Listed entries -
Start of Block

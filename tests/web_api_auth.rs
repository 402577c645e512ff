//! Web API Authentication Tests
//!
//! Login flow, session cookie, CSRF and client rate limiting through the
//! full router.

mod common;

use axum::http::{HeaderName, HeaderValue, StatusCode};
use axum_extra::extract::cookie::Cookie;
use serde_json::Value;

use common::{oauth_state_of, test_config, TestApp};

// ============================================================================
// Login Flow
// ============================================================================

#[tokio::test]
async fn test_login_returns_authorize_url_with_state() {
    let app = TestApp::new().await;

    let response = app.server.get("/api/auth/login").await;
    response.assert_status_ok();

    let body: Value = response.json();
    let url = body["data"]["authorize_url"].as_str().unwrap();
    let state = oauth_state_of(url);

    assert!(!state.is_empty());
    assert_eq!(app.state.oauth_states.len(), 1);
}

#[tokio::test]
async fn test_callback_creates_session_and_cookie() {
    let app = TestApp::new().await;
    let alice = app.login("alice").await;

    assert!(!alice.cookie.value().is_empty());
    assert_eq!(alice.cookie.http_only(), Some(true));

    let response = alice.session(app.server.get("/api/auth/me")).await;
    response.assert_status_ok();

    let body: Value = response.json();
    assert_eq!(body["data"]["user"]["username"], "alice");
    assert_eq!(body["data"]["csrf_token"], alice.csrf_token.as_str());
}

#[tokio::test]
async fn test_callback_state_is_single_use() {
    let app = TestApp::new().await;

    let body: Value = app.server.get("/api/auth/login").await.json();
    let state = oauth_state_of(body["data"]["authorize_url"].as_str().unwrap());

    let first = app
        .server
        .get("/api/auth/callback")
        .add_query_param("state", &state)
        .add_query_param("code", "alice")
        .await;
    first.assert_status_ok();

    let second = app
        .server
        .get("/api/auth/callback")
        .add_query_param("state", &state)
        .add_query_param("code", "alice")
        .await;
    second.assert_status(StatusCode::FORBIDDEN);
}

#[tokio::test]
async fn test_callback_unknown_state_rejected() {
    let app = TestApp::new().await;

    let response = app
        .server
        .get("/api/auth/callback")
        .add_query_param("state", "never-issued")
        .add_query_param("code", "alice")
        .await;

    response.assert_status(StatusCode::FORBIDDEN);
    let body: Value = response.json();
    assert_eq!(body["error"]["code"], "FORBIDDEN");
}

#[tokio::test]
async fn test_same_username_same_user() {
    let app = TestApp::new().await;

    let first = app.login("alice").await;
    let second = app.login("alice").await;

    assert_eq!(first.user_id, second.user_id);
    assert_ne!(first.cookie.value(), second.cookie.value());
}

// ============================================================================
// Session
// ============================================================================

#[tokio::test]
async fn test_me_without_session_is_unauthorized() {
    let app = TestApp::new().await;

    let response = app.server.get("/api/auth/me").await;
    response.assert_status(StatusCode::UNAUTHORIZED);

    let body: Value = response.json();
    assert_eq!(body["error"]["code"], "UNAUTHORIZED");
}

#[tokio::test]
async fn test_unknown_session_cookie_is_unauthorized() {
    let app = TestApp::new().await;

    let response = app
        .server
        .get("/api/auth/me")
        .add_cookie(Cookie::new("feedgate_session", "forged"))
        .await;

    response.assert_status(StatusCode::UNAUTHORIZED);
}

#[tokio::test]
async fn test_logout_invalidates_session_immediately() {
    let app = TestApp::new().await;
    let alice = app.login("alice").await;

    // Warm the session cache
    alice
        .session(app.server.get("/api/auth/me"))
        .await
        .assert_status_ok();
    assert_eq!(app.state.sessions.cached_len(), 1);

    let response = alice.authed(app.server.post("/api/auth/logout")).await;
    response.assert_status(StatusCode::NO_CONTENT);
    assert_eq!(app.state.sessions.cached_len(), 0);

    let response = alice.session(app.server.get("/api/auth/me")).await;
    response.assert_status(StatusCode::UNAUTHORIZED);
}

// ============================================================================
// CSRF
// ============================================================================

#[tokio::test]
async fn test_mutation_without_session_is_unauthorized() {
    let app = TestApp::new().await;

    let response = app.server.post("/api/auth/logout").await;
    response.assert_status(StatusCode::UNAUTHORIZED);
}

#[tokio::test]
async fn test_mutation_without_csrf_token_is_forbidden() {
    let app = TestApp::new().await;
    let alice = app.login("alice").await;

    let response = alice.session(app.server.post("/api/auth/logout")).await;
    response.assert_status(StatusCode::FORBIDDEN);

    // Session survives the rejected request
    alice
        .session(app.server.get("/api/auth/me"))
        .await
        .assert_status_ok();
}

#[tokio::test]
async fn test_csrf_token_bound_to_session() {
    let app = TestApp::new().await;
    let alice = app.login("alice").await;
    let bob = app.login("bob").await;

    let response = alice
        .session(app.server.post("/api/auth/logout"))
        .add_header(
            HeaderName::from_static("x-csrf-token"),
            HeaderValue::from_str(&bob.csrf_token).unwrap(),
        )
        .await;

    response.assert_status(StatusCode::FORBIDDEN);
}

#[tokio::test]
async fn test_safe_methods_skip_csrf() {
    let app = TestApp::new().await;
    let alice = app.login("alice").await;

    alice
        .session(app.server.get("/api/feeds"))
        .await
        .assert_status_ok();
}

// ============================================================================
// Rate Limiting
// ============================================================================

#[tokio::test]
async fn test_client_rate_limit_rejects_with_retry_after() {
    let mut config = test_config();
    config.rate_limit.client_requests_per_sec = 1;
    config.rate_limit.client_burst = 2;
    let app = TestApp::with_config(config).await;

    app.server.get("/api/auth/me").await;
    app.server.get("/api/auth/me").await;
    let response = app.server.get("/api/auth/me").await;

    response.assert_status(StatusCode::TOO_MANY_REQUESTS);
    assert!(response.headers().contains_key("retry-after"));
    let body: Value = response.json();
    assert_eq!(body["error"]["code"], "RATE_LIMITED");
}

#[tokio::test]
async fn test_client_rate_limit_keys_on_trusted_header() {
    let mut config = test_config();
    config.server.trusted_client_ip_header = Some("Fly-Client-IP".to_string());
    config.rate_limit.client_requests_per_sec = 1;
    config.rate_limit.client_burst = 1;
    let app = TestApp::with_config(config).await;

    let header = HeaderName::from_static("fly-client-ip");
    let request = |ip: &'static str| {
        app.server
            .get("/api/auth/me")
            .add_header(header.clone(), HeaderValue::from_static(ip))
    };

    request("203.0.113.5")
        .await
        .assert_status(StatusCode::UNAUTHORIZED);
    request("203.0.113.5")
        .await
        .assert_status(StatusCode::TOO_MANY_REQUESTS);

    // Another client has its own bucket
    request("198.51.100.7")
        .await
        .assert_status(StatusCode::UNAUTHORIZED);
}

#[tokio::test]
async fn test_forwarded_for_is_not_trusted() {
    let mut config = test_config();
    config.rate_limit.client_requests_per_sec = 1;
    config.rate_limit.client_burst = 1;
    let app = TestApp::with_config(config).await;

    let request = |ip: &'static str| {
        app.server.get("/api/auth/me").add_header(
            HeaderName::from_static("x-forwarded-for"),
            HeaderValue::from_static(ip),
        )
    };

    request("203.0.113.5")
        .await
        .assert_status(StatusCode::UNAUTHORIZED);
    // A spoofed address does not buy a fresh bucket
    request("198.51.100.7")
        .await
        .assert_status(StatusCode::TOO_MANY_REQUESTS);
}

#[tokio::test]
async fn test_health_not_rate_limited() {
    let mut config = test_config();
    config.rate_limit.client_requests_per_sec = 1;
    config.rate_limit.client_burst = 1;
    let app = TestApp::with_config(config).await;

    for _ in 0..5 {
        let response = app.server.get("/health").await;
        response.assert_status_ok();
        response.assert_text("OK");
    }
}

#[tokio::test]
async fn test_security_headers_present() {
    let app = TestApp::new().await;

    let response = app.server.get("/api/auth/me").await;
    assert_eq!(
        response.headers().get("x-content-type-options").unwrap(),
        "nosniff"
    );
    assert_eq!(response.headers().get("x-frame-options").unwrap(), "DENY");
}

End of Block

Task instructions - Only the lines from the start of the data to the line holding "async fn test_login_returns_authorize_url_with_state()" are wanted; return them exactly, both ends included.

Solution below -
filename tests/web_api_auth.rs
repository 402577c645e512ff
//! Web API Authentication Tests
//!
//! Login flow, session cookie, CSRF and client rate limiting through the
//! full router.

mod common;

use axum::http::{HeaderName, HeaderValue, StatusCode};
use axum_extra::extract::cookie::Cookie;
use serde_json::Value;

use common::{oauth_state_of, test_config, TestApp};

// ============================================================================
// Login Flow
// ============================================================================

#[tokio::test]
async fn test_login_returns_authorize_url_with_state() {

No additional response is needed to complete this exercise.